Big, Open, Linked Data (BOLD), Analytics, and Interoperability Infrastructures in Government

Open data in government is a recent phenomenon in which public sector information is made available and can be used by everybody for what it seems an unlimited amount of purposes. As publicly available information can often be generated and provided in huge amounts and through multiple sources, specific needs for processing, curation, linking, visualization and maintenance result in the need for big data and linked data approaches.

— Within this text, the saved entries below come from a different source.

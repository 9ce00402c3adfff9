//! Configuration Loader
//!
//! 实现多源配置加载与合并逻辑
//!
//! 优先级（从高到低）：
//! 1. 环境变量
//! 2. 配置文件（config.toml）
//! 3. 默认值

use config::{Config, ConfigError as ConfigCrateError, Environment, File};
use std::path::Path;
use thiserror::Error;

use super::types::AppConfig;

/// 配置加载错误
#[derive(Debug, Error)]
pub enum ConfigError {
    #[error("Failed to load configuration: {0}")]
    LoadError(String),

    #[error("Failed to parse configuration: {0}")]
    ParseError(String),

    #[error("Configuration validation failed: {0}")]
    ValidationError(String),
}

impl From<ConfigCrateError> for ConfigError {
    fn from(err: ConfigCrateError) -> Self {
        ConfigError::LoadError(err.to_string())
    }
}

/// 配置文件搜索路径
const CONFIG_FILE_NAMES: &[&str] = &["config", "config.local"];

/// 未配置 `generative.api_key` 时读取的环境变量
const API_KEY_ENV: &str = "GEMINI_API_KEY";

/// 加载应用配置
///
/// 按优先级从高到低合并配置：
/// 1. 环境变量（前缀 `SERVICEDECK_`，层级分隔符 `__`）
/// 2. 配置文件（config.toml 或 config.local.toml）
/// 3. 默认值
///
/// # 环境变量示例
/// - `SERVICEDECK_SERVER__PORT=8080`
/// - `SERVICEDECK_GENERATIVE__API_KEY=...`
/// - `SERVICEDECK_DATABASE__SEED_FILE=data/songs_db.json`
/// - `SERVICEDECK_COMPOSITION__LINES_PER_SLIDE=6`
pub fn load_config() -> Result<AppConfig, ConfigError> {
    load_config_from_path(None)
}

/// 从指定路径加载配置
///
/// # 参数
/// - `config_path` - 可选的配置文件路径，如果为 None 则使用默认搜索路径
pub fn load_config_from_path(config_path: Option<&Path>) -> Result<AppConfig, ConfigError> {
    let mut builder = Config::builder();

    // 1. 默认值（最低优先级）
    builder = builder
        .set_default("server.host", "0.0.0.0")?
        .set_default("server.port", 8000)?
        .set_default("generative.timeout_secs", 60)?
        .set_default("generative.max_retries", 1)?
        .set_default("database.path", "data/servicedeck.db")?
        .set_default("database.max_connections", 5)?
        .set_default("assets.dir", "assets")?
        .set_default("log.level", "info")?
        .set_default("log.json", false)?;

    // 2. 配置文件（如果存在）
    if let Some(path) = config_path {
        builder = builder.add_source(File::from(path).required(true));
    } else {
        for name in CONFIG_FILE_NAMES {
            builder = builder.add_source(File::with_name(name).required(false));
        }
    }

    // 3. 环境变量（最高优先级）
    // 例如: SERVICEDECK_SCRIPTURE__URL=http://localhost:7000
    builder = builder.add_source(
        Environment::with_prefix("SERVICEDECK")
            .prefix_separator("_")
            .separator("__")
            .try_parsing(true),
    );

    let config = builder.build()?;

    let mut app_config: AppConfig = config.try_deserialize().map_err(|e| {
        ConfigError::ParseError(format!("Failed to deserialize config: {}", e))
    })?;

    if !app_config.generative.is_enabled() {
        if let Ok(key) = std::env::var(API_KEY_ENV) {
            app_config.generative.api_key = key;
        }
    }

    validate_config(&app_config)?;

    Ok(app_config)
}

/// 验证配置有效性
fn validate_config(config: &AppConfig) -> Result<(), ConfigError> {
    if config.server.port == 0 {
        return Err(ConfigError::ValidationError(
            "Server port cannot be 0".to_string(),
        ));
    }

    if config.generative.is_enabled() && config.generative.url.is_empty() {
        return Err(ConfigError::ValidationError(
            "Generative URL cannot be empty".to_string(),
        ));
    }

    if config.translator.url.is_empty() || config.scripture.url.is_empty() {
        return Err(ConfigError::ValidationError(
            "Translator and scripture URLs cannot be empty".to_string(),
        ));
    }

    if config.database.path.is_empty() {
        return Err(ConfigError::ValidationError(
            "Database path cannot be empty".to_string(),
        ));
    }

    let composition = &config.composition;
    if composition.lines_per_slide == 0
        || composition.bilingual_lines_per_slide == 0
        || composition.verses_per_slide == 0
        || composition.max_lines_per_passage_slide == 0
    {
        return Err(ConfigError::ValidationError(
            "Composition limits must be positive".to_string(),
        ));
    }

    Ok(())
}

/// 打印配置信息（用于启动时日志），不输出 API key
pub fn print_config(config: &AppConfig) {
    tracing::info!("=== Application Configuration ===");
    tracing::info!("Server: {}", config.server.addr());
    if config.generative.is_enabled() {
        tracing::info!("Generative: {} ({})", config.generative.url, config.generative.model);
        tracing::info!("Generative Timeout: {}s", config.generative.timeout_secs);
    } else {
        tracing::info!("Generative: disabled (no API key)");
    }
    tracing::info!("Translator: {}", config.translator.url);
    tracing::info!("Scripture: {}", config.scripture.url);
    tracing::info!("Database: {}", config.database.path);
    tracing::info!("Database Max Connections: {}", config.database.max_connections);
    if let Some(seed) = &config.database.seed_file {
        tracing::info!("Seed File: {:?}", seed);
    }
    tracing::info!("Assets Directory: {:?}", config.assets.dir);
    tracing::info!(
        "Lines Per Slide: {} (bilingual {})",
        config.composition.lines_per_slide,
        config.composition.bilingual_lines_per_slide
    );
    tracing::info!("Log Level: {}", config.log.level);
    tracing::info!("=================================");
}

Data collection, processing and distribution is facilitated by infrastructures providing generic facilities supporting organizational collaboration, service provision, business process management. To cope with the recent open and collaborative governance developments, applications and generic platforms are developed to enable interoperability on top of which others can utilize open data and develop comprehensive services, interoperability being the ability of diverse systems and organizations to work together. Furthermore, cloud services are now changing the ways of providing and using ICT, based on virtualized resources meeting security, privacy and scalability requirements. Clouds provide the opportunity to share resources and provide shared services over the Internet, so that administrations, enterprises and citizens can benefit from open data and shared services. All these developments are changing the way governments operate and collaborate with private sector enterprises and the society and impact the technical, organizational, managerial and strategic level.

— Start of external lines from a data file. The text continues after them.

//! Bible API Client - JSON 经文检索
//!
//! 实现 ScriptureSourcePort trait
//!
//! 外部 API:
//! GET {base_url}/{reference}?translation={version}
//! Response: {"reference": "...", "verses": [{"verse": 16, "text": "..."}], ...}

use async_trait::async_trait;
use reqwest::{Client, StatusCode};
use serde::Deserialize;
use std::time::Duration;

use crate::application::ports::{ScriptureError, ScriptureSourcePort};

#[derive(Debug, Deserialize)]
struct PassageBody {
    #[serde(default)]
    verses: Vec<VerseBody>,
}

#[derive(Debug, Deserialize)]
struct VerseBody {
    #[serde(default)]
    text: String,
}

/// 经文客户端配置
#[derive(Debug, Clone)]
pub struct BibleApiConfig {
    pub base_url: String,
    /// 请求超时时间（秒）
    pub timeout_secs: u64,
}

impl Default for BibleApiConfig {
    fn default() -> Self {
        Self {
            base_url: "https://bible-api.com".to_string(),
            timeout_secs: 10,
        }
    }
}

/// Bible API 客户端
pub struct BibleApiClient {
    client: Client,
    config: BibleApiConfig,
}

impl BibleApiClient {
    pub fn new(config: BibleApiConfig) -> Result<Self, ScriptureError> {
        let client = Client::builder()
            .timeout(Duration::from_secs(config.timeout_secs))
            .build()
            .map_err(|e| ScriptureError::NetworkError(e.to_string()))?;

        Ok(Self { client, config })
    }

    fn passage_url(&self, reference: &str) -> String {
        format!(
            "{}/{}",
            self.config.base_url.trim_end_matches('/'),
            reference.trim().replace(' ', "+")
        )
    }
}

#[async_trait]
impl ScriptureSourcePort for BibleApiClient {
    async fn fetch(&self, reference: &str, version: &str) -> Result<Vec<String>, ScriptureError> {
        let url = self.passage_url(reference);
        tracing::debug!(url = %url, version, "Fetching passage");

        let response = self
            .client
            .get(&url)
            .query(&[("translation", version.to_lowercase())])
            .send()
            .await
            .map_err(|e| {
                if e.is_timeout() {
                    ScriptureError::Timeout
                } else {
                    ScriptureError::NetworkError(e.to_string())
                }
            })?;

        let status = response.status();
        if status == StatusCode::NOT_FOUND {
            return Err(ScriptureError::NotFound(reference.to_string()));
        }
        if !status.is_success() {
            let error_text = response.text().await.unwrap_or_default();
            // 该接口对不支持的译本返回 4xx 并在错误信息中说明
            if error_text.to_lowercase().contains("translation") {
                return Err(ScriptureError::UnsupportedVersion(version.to_string()));
            }
            return Err(ScriptureError::InvalidResponse(format!(
                "HTTP {}: {}",
                status, error_text
            )));
        }

        let body: PassageBody = response
            .json()
            .await
            .map_err(|e| ScriptureError::InvalidResponse(e.to_string()))?;

        let verses: Vec<String> = body
            .verses
            .into_iter()
            .map(|v| v.text.split_whitespace().collect::<Vec<_>>().join(" "))
            .filter(|v| !v.is_empty())
            .collect();

        if verses.is_empty() {
            return Err(ScriptureError::NotFound(reference.to_string()));
        }
        Ok(verses)
    }
}

#[cfg(test)]
mod tests {
    use super::*;

    #[test]
    fn test_config_default() {
        let config = BibleApiConfig::default();
        assert_eq!(config.base_url, "https://bible-api.com");
    }

    #[test]
    fn test_passage_url() {
        let client = BibleApiClient::new(BibleApiConfig {
            base_url: "http://localhost:7000/".to_string(),
            timeout_secs: 1,
        })
        .unwrap();
        assert_eq!(client.passage_url(" John 3:16 "), "http://localhost:7000/John+3:16");
    }

    #[test]
    fn test_parse_body() {
        let json = r#"{"reference": "John 3:16", "verses": [{"verse": 16, "text": "For God so loved\nthe world "}]}"#;
        let body: PassageBody = serde_json::from_str(json).unwrap();
        assert_eq!(body.verses.len(), 1);
        assert!(body.verses[0].text.starts_with("For God"));
    }
}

This minitrack is aimed at discussing theories, methodologies, experience reports, literature and case studies in the field of Big, Open, Linked Data (BOLD), BOLD Analytics, and Interoperability Infrastructures in Government. We solicit for papers covering both technical and organizational aspects and combining theory and practice. Papers covering the topics below are strongly encouraged. We promote a diversity of research methods to study the challenges of this multifaceted discipline focusing on various aspects of interoperability and also theoretical papers and papers from developing countries.

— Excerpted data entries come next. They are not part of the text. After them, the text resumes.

//! Gemini Client - 调用生成式文本 HTTP 服务
//!
//! 实现 GenerativeTextPort trait
//!
//! 外部 API:
//! POST {base_url}/v1beta/models/{model}:generateContent
//! Header: x-goog-api-key
//! Request: {"contents": [{"parts": [{"text": "..."}]}]}
//! Response: {"candidates": [{"content": {"parts": [{"text": "..."}]}}]}

use async_trait::async_trait;
use reqwest::Client;
use serde::{Deserialize, Serialize};
use std::time::Duration;

use crate::application::ports::{GenerativeError, GenerativeTextPort};

#[derive(Debug, Serialize)]
struct GenerateRequest<'a> {
    contents: Vec<Content<'a>>,
}

#[derive(Debug, Serialize)]
struct Content<'a> {
    parts: Vec<Part<'a>>,
}

#[derive(Debug, Serialize)]
struct Part<'a> {
    text: &'a str,
}

#[derive(Debug, Deserialize)]
struct GenerateResponse {
    #[serde(default)]
    candidates: Vec<Candidate>,
}

#[derive(Debug, Deserialize)]
struct Candidate {
    content: Option<CandidateContent>,
}

#[derive(Debug, Deserialize)]
struct CandidateContent {
    #[serde(default)]
    parts: Vec<CandidatePart>,
}

#[derive(Debug, Deserialize)]
struct CandidatePart {
    #[serde(default)]
    text: String,
}

impl GenerateResponse {
    /// 第一个候选的全部文本
    fn text(self) -> Option<String> {
        let content = self.candidates.into_iter().next()?.content?;
        let text: String = content.parts.into_iter().map(|p| p.text).collect();
        Some(text)
    }
}

/// Gemini 客户端配置
#[derive(Debug, Clone)]
pub struct GeminiClientConfig {
    /// 服务基础 URL
    pub base_url: String,
    /// 模型名称
    pub model: String,
    pub api_key: String,
    /// 请求超时时间（秒）
    pub timeout_secs: u64,
    /// 重试次数（不含第一次）
    pub max_retries: u32,
}

impl Default for GeminiClientConfig {
    fn default() -> Self {
        Self {
            base_url: "https://generativelanguage.googleapis.com".to_string(),
            model: "gemini-2.5-flash".to_string(),
            api_key: String::new(),
            timeout_secs: 60,
            max_retries: 1,
        }
    }
}

impl GeminiClientConfig {
    pub fn new(api_key: impl Into<String>) -> Self {
        Self {
            api_key: api_key.into(),
            ..Default::default()
        }
    }

    pub fn with_timeout(mut self, secs: u64) -> Self {
        self.timeout_secs = secs;
        self
    }
}

/// Gemini 客户端
pub struct GeminiClient {
    client: Client,
    config: GeminiClientConfig,
}

impl GeminiClient {
    pub fn new(config: GeminiClientConfig) -> Result<Self, GenerativeError> {
        let client = Client::builder()
            .timeout(Duration::from_secs(config.timeout_secs))
            .build()
            .map_err(|e| GenerativeError::NetworkError(e.to_string()))?;

        Ok(Self { client, config })
    }

    fn generate_url(&self) -> String {
        format!(
            "{}/v1beta/models/{}:generateContent",
            self.config.base_url.trim_end_matches('/'),
            self.config.model
        )
    }

    async fn generate_once(&self, prompt: &str) -> Result<String, GenerativeError> {
        let body = GenerateRequest {
            contents: vec![Content {
                parts: vec![Part { text: prompt }],
            }],
        };

        let response = self
            .client
            .post(self.generate_url())
            .header("x-goog-api-key", &self.config.api_key)
            .json(&body)
            .send()
            .await
            .map_err(|e| {
                if e.is_timeout() {
                    GenerativeError::Timeout
                } else if e.is_connect() {
                    GenerativeError::NetworkError(format!("Cannot connect to generative service: {}", e))
                } else {
                    GenerativeError::NetworkError(e.to_string())
                }
            })?;

        let status = response.status();
        if !status.is_success() {
            let error_text = response.text().await.unwrap_or_default();
            return Err(GenerativeError::ServiceError(format!(
                "HTTP {}: {}",
                status, error_text
            )));
        }

        let parsed: GenerateResponse = response
            .json()
            .await
            .map_err(|e| GenerativeError::InvalidResponse(e.to_string()))?;

        match parsed.text() {
            Some(text) if !text.trim().is_empty() => Ok(text),
            _ => Err(GenerativeError::Empty),
        }
    }
}

/// 网络类错误才值得重试
fn is_retryable(error: &GenerativeError) -> bool {
    match error {
        GenerativeError::NetworkError(_) | GenerativeError::Timeout => true,
        GenerativeError::ServiceError(message) => message.starts_with("HTTP 5") || message.starts_with("HTTP 429"),
        GenerativeError::InvalidResponse(_) | GenerativeError::Empty => false,
    }
}

#[async_trait]
impl GenerativeTextPort for GeminiClient {
    async fn generate(&self, prompt: &str) -> Result<String, GenerativeError> {
        let mut attempt = 0u32;
        loop {
            tracing::debug!(
                model = %self.config.model,
                prompt_len = prompt.len(),
                attempt,
                "Sending generate request"
            );

            match self.generate_once(prompt).await {
                Ok(text) => {
                    tracing::debug!(model = %self.config.model, reply_len = text.len(), "Generate completed");
                    return Ok(text);
                }
                Err(e) if attempt < self.config.max_retries && is_retryable(&e) => {
                    attempt += 1;
                    tracing::warn!(error = %e, attempt, "Generate request failed, retrying");
                    tokio::time::sleep(Duration::from_millis(500 * u64::from(attempt))).await;
                }
                Err(e) => return Err(e),
            }
        }
    }
}

#[cfg(test)]
mod tests {
    use super::*;

    #[test]
    fn test_config_default() {
        let config = GeminiClientConfig::default();
        assert_eq!(config.model, "gemini-2.5-flash");
        assert_eq!(config.timeout_secs, 60);
        assert!(config.api_key.is_empty());
    }

    #[test]
    fn test_generate_url() {
        let mut config = GeminiClientConfig::new("key").with_timeout(5);
        config.base_url = "http://localhost:9000/".to_string();
        let client = GeminiClient::new(config).unwrap();
        assert_eq!(
            client.generate_url(),
            "http://localhost:9000/v1beta/models/gemini-2.5-flash:generateContent"
        );
    }

    #[test]
    fn test_response_text() {
        let json = r#"{"candidates": [{"content": {"parts": [{"text": "Hello "}, {"text": "world"}]}}]}"#;
        let parsed: GenerateResponse = serde_json::from_str(json).unwrap();
        assert_eq!(parsed.text().as_deref(), Some("Hello world"));

        let empty: GenerateResponse = serde_json::from_str("{}").unwrap();
        assert!(empty.text().is_none());
    }

    #[test]
    fn test_retryable_errors() {
        assert!(is_retryable(&GenerativeError::Timeout));
        assert!(is_retryable(&GenerativeError::ServiceError("HTTP 503 Service Unavailable: busy".into())));
        assert!(!is_retryable(&GenerativeError::ServiceError("HTTP 400 Bad Request: nope".into())));
        assert!(!is_retryable(&GenerativeError::Empty));
    }
}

Minitrack topics include, but are not limited to:

  • Open and Linked data methods and technologies leading to enhanced digital public services
  • Big data applications and approaches utilizing huge amounts of Public Sector information
  • Big data applications for governments and societies, leading to better decision making and tackling of societal challenges
  • Big, open, and linked data (BOLD) analytics
  • Metadata and semantic approaches for public sector information organization
  • Interoperability and architectural standards, principles and frameworks for the public sector
  • Technical, semantic, organizational, managerial and legal/policy aspects of interoperability
  • System development, implementation and agility approaches for digital public services
  • System, user, data and process-based integration
  • Information and cloud infrastructures for opening data and services to the public
  • Reuse and data quality in digital public services
  • Semantic ontologies, web services and modeling for governmental infrastructures
  • Cloud computing, ICT-services, scalability, reliability, flexibility
  • Multi-sided platforms, interoperability, information sharing and business models
  • Software as service (SaaS), utility computing, shared services, cloud providers
  • Cross-organizational modeling and visualization ranging from the organizational to technical level
  • Infrastructure and enterprise architecture planning, alignment, strategies and governance
  • Organizational and/or policy perspectives on the dynamics of the infrastructure and interoperability process and barriers to interoperability
  • Service-oriented architectures, web services, semantic web services, orchestration and composition
  • Best practices, case studies and longitudinal studies
  • Theoretical contributions and contributions from developing countries

More information on the mini-track chairs:

Yannis Charalabidis is assistant professor and head of the eGovernment Unit of the Information Systems Laboratory at the University of the Aegean, coordinating policy, research and pilot application projects for governments and enterprises worldwide. A computer engineer with a PhD in complex information systems, he has been employed for several years as an executive director in Singular Group, leading software products development and company expansion in Europe and the US. During the last years he is also a member of the Greek Interoperability Center, a regional excellence centre promoting interoperability for administrations and enterprises. He has been conducting several FP6, FP7, eInfrastructures, CIP/PSP and national research projects in the areas of eGovernment Information Systems and Services, eParticipation, Policy Modelling, Open Data, Interoperability Frameworks and Government Transformation. He has published more than 150 papers in refereed journals and conferences and is a member in several IFIP, IEEE, W3C, CEN, government and industry committees. He is the Best Paper Award winner ot the EGOV 2008 and 2012 Conferences, Best e-government Paper Nominee at the 42nd HICSS Conference and 1st Prize Nominee at the 2009 European eGovernment Awards.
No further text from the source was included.